The two-day event was sponsored by the Jefferson Street United Merchants Partnership, J.U.M.P. HCA Tristar Health, the Fifth Third Bank, Advance Financial, Nashville General Hospital, Kroger, AT&T, and Hall Strategies gave financial support.
Food vendors and other merchants peddled their wares and some early birds set up
lawn chairs with umbrellas in the amphitheater. The Total Eclipse Band and Gale Mayes played first and Richard Waters and the Sweetwaters Band took the stage around 6:30. They were followed by a girls dance troupe, the Jewels of Distinction.
Clarence Carter and the SOS Band closed the concert.
Waters and his band played a couple of Muddy Waters tunes and one Waters wrote. Nobody gets out of this life alive and “Crack That Bible” is about heaven and hell. The song has a message.
“I try to get people to actually open the book and read it,” Waters said.

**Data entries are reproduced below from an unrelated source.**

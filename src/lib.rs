//! JSON manipulation keywords driven by JSONPath expressions.
//!
//! ```
//! use jsonlib::JsonLibrary;
//! use serde_json::json;
//!
//! let lib = JsonLibrary::new();
//! let doc = json!({"items": [{"id": 1}, {"id": 2}]});
//! let ids = lib.get_value_from_json(&doc, "$.items[*].id").unwrap();
//! assert_eq!(ids, vec![json!(1), json!(2)]);
//! ```

pub mod error;
pub mod format;
pub mod keywords;
pub mod navigate;
pub mod ops;
pub mod output;
pub mod path;
pub mod schema;

pub use error::JsonLibError;
pub use keywords::{JsonLibrary, Settings};
pub use navigate::{find, Location, Match, Step};
pub use path::JsonPath;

The tune is standard 12-bar blues and the lyrics are more ironic than pitiful. Waters talked a bit to the audience about getting his first guitar at age 12 and watching the sun set on so many heroin addicts he once knew. He thanks God, music, and spaghetti for his salvation in that order. At 64, Waters has an unlined face and could be Australian. He’s got no worries because he puts his faith in the Lord.

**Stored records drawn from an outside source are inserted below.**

use crate::error::JsonLibError;

#[derive(Debug, Clone, PartialEq)]
pub enum Token {
    // Literals
    Int(i64),
    Float(f64),
    String(String),

    /// Bare member name after `.` or `..`, or a word inside a filter
    Name(String),

    // Roots
    Root,    // $
    Current, // @

    Dot,      // .
    DotDot,   // ..
    Star,     // *
    Comma,    // ,
    Colon,    // :
    Question, // ?

    LParen,   // (
    RParen,   // )
    LBracket, // [
    RBracket, // ]

    // Comparison
    Eq,    // ==
    Ne,    // !=
    Lt,    // <
    Le,    // <=
    Gt,    // >
    Ge,    // >=
    Match, // =~

    // Logic
    Not, // !
    And, // &&
    Or,  // ||

    Eof,
}

/// Characters that end a bare member name.
fn ends_name(c: char) -> bool {
    c.is_whitespace()
        || matches!(
            c,
            '.' | '[' | ']' | '(' | ')' | ',' | ':' | '?' | '=' | '!' | '<' | '>' | '&' | '|'
                | '\'' | '"'
        )
}

#[derive(Debug, Clone)]
pub struct Lexer {
    input: Vec<char>,
    pos: usize,
    /// Tokens paired with the character offset they start at.
    pub tokens: Vec<(Token, usize)>,
}

impl Lexer {
    pub fn new(input: &str) -> Self {
        Lexer {
            input: input.chars().collect(),
            pos: 0,
            tokens: Vec::new(),
        }
    }

    pub fn tokenize(&mut self) -> Result<&[(Token, usize)], JsonLibError> {
        while self.pos < self.input.len() {
            self.skip_whitespace();
            if self.pos >= self.input.len() {
                break;
            }

            let start = self.pos;
            let ch = self.input[self.pos];
            match ch {
                '.' => {
                    if self.peek_next() == Some('.') {
                        self.pos += 2;
                        self.push(Token::DotDot, start);
                    } else {
                        self.pos += 1;
                        self.push(Token::Dot, start);
                    }
                    // A member name may follow directly; it is read loosely so
                    // keys like `my-key` or `0abc` survive.
                    if self.peek_current().is_some_and(|c| !ends_name(c) && c != '*') {
                        self.read_name();
                    }
                }
                '$' => { self.pos += 1; self.push(Token::Root, start); }
                '@' => { self.pos += 1; self.push(Token::Current, start); }
                '*' => { self.pos += 1; self.push(Token::Star, start); }
                ',' => { self.pos += 1; self.push(Token::Comma, start); }
                ':' => { self.pos += 1; self.push(Token::Colon, start); }
                '?' => { self.pos += 1; self.push(Token::Question, start); }
                '(' => { self.pos += 1; self.push(Token::LParen, start); }
                ')' => { self.pos += 1; self.push(Token::RParen, start); }
                '[' => { self.pos += 1; self.push(Token::LBracket, start); }
                ']' => { self.pos += 1; self.push(Token::RBracket, start); }
                '=' => {
                    self.pos += 1;
                    match self.peek_current() {
                        Some('=') => {
                            self.pos += 1;
                            self.push(Token::Eq, start);
                        }
                        Some('~') => {
                            self.pos += 1;
                            self.push(Token::Match, start);
                        }
                        _ => {
                            return Err(JsonLibError::SyntaxError {
                                position: start,
                                message: "unexpected '=', did you mean '=='?".into(),
                            });
                        }
                    }
                }
                '!' => {
                    self.pos += 1;
                    if self.peek_current() == Some('=') {
                        self.pos += 1;
                        self.push(Token::Ne, start);
                    } else {
                        self.push(Token::Not, start);
                    }
                }
                '<' => {
                    self.pos += 1;
                    if self.peek_current() == Some('=') {
                        self.pos += 1;
                        self.push(Token::Le, start);
                    } else {
                        self.push(Token::Lt, start);
                    }
                }
                '>' => {
                    self.pos += 1;
                    if self.peek_current() == Some('=') {
                        self.pos += 1;
                        self.push(Token::Ge, start);
                    } else {
                        self.push(Token::Gt, start);
                    }
                }
                '&' => {
                    if self.peek_next() != Some('&') {
                        return Err(JsonLibError::SyntaxError {
                            position: start,
                            message: "unexpected '&', did you mean '&&'?".into(),
                        });
                    }
                    self.pos += 2;
                    self.push(Token::And, start);
                }
                '|' => {
                    if self.peek_next() != Some('|') {
                        return Err(JsonLibError::SyntaxError {
                            position: start,
                            message: "unexpected '|', did you mean '||'?".into(),
                        });
                    }
                    self.pos += 2;
                    self.push(Token::Or, start);
                }
                '\'' | '"' => {
                    self.read_string(ch)?;
                }
                '-' => {
                    if !self.peek_next().is_some_and(|c| c.is_ascii_digit()) {
                        return Err(JsonLibError::SyntaxError {
                            position: start,
                            message: "expected digit after '-'".into(),
                        });
                    }
                    self.read_number()?;
                }
                c if c.is_ascii_digit() => {
                    self.read_number()?;
                }
                c if c.is_alphabetic() || c == '_' => {
                    self.read_name();
                }
                _ => {
                    return Err(JsonLibError::SyntaxError {
                        position: start,
                        message: format!("unexpected character: '{ch}'"),
                    });
                }
            }
        }

        self.push(Token::Eof, self.input.len());
        Ok(&self.tokens)
    }

    fn push(&mut self, token: Token, position: usize) {
        self.tokens.push((token, position));
    }

    fn skip_whitespace(&mut self) {
        while self.pos < self.input.len() && self.input[self.pos].is_whitespace() {
            self.pos += 1;
        }
    }

    fn peek_current(&self) -> Option<char> {
        self.input.get(self.pos).copied()
    }

    fn peek_next(&self) -> Option<char> {
        self.input.get(self.pos + 1).copied()
    }

    fn read_name(&mut self) {
        let start = self.pos;
        while self.pos < self.input.len() && !ends_name(self.input[self.pos]) {
            self.pos += 1;
        }
        let name: String = self.input[start..self.pos].iter().collect();
        self.push(Token::Name(name), start);
    }

    fn read_number(&mut self) -> Result<(), JsonLibError> {
        let start = self.pos;
        let mut is_float = false;
        if self.input[self.pos] == '-' {
            self.pos += 1;
        }
        while self.pos < self.input.len() && self.input[self.pos].is_ascii_digit() {
            self.pos += 1;
        }
        if self.peek_current() == Some('.') && self.peek_next().is_some_and(|c| c.is_ascii_digit())
        {
            is_float = true;
            self.pos += 1;
            while self.pos < self.input.len() && self.input[self.pos].is_ascii_digit() {
                self.pos += 1;
            }
        }
        // Scientific notation
        if matches!(self.peek_current(), Some('e' | 'E')) {
            is_float = true;
            self.pos += 1;
            if matches!(self.peek_current(), Some('+' | '-')) {
                self.pos += 1;
            }
            while self.pos < self.input.len() && self.input[self.pos].is_ascii_digit() {
                self.pos += 1;
            }
        }
        let num_str: String = self.input[start..self.pos].iter().collect();
        let invalid = || JsonLibError::SyntaxError {
            position: start,
            message: format!("invalid number: {num_str}"),
        };
        let token = if is_float {
            Token::Float(num_str.parse().map_err(|_| invalid())?)
        } else {
            Token::Int(num_str.parse().map_err(|_| invalid())?)
        };
        self.push(token, start);
        Ok(())
    }

    fn read_string(&mut self, quote: char) -> Result<(), JsonLibError> {
        let start = self.pos;
        self.pos += 1; // skip opening quote
        let mut s = String::new();
        while self.pos < self.input.len() {
            match self.input[self.pos] {
                c if c == quote => {
                    self.pos += 1;
                    self.push(Token::String(s), start);
                    return Ok(());
                }
                '\\' => {
                    self.pos += 1;
                    let Some(escaped) = self.peek_current() else {
                        break;
                    };
                    match escaped {
                        'n' => s.push('\n'),
                        'r' => s.push('\r'),
                        't' => s.push('\t'),
                        'b' => s.push('\u{8}'),
                        'f' => s.push('\u{c}'),
                        '\\' | '/' | '\'' | '"' => s.push(escaped),
                        'u' => {
                            s.push(self.read_unicode_escape()?);
                            continue;
                        }
                        other => {
                            return Err(JsonLibError::SyntaxError {
                                position: self.pos,
                                message: format!("invalid escape: \\{other}"),
                            });
                        }
                    }
                    self.pos += 1;
                }
                c => {
                    s.push(c);
                    self.pos += 1;
                }
            }
        }
        Err(JsonLibError::SyntaxError {
            position: start,
            message: "unterminated string".into(),
        })
    }

    /// Reads `uXXXX` (cursor on the `u`), leaving the cursor after the digits.
    fn read_unicode_escape(&mut self) -> Result<char, JsonLibError> {
        let start = self.pos;
        self.pos += 1;
        let end = self.pos + 4;
        if end > self.input.len() {
            return Err(JsonLibError::SyntaxError {
                position: start,
                message: "truncated \\u escape".into(),
            });
        }
        let hex: String = self.input[self.pos..end].iter().collect();
        self.pos = end;
        u32::from_str_radix(&hex, 16)
            .ok()
            .and_then(char::from_u32)
            .ok_or_else(|| JsonLibError::SyntaxError {
                position: start,
                message: format!("invalid \\u escape: {hex}"),
            })
    }
}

“I’m a secular blues artist but because I’m a Christian I always give a little bit. All artists are going to give you a piece of who they are. And who I am is somebody who believes Jesus Christ is the Son of God,” he said.
Waters and his band will play at 3rd and Lindsley at the Blues Gathering June 29th at 1 pm. They will perform at the Beachhaven Winery in Clarksville July 28th.
“I’ve got a great band. Those musicians are top notch, every single one of them. I’d hire any one of them any time for any gig,” he said.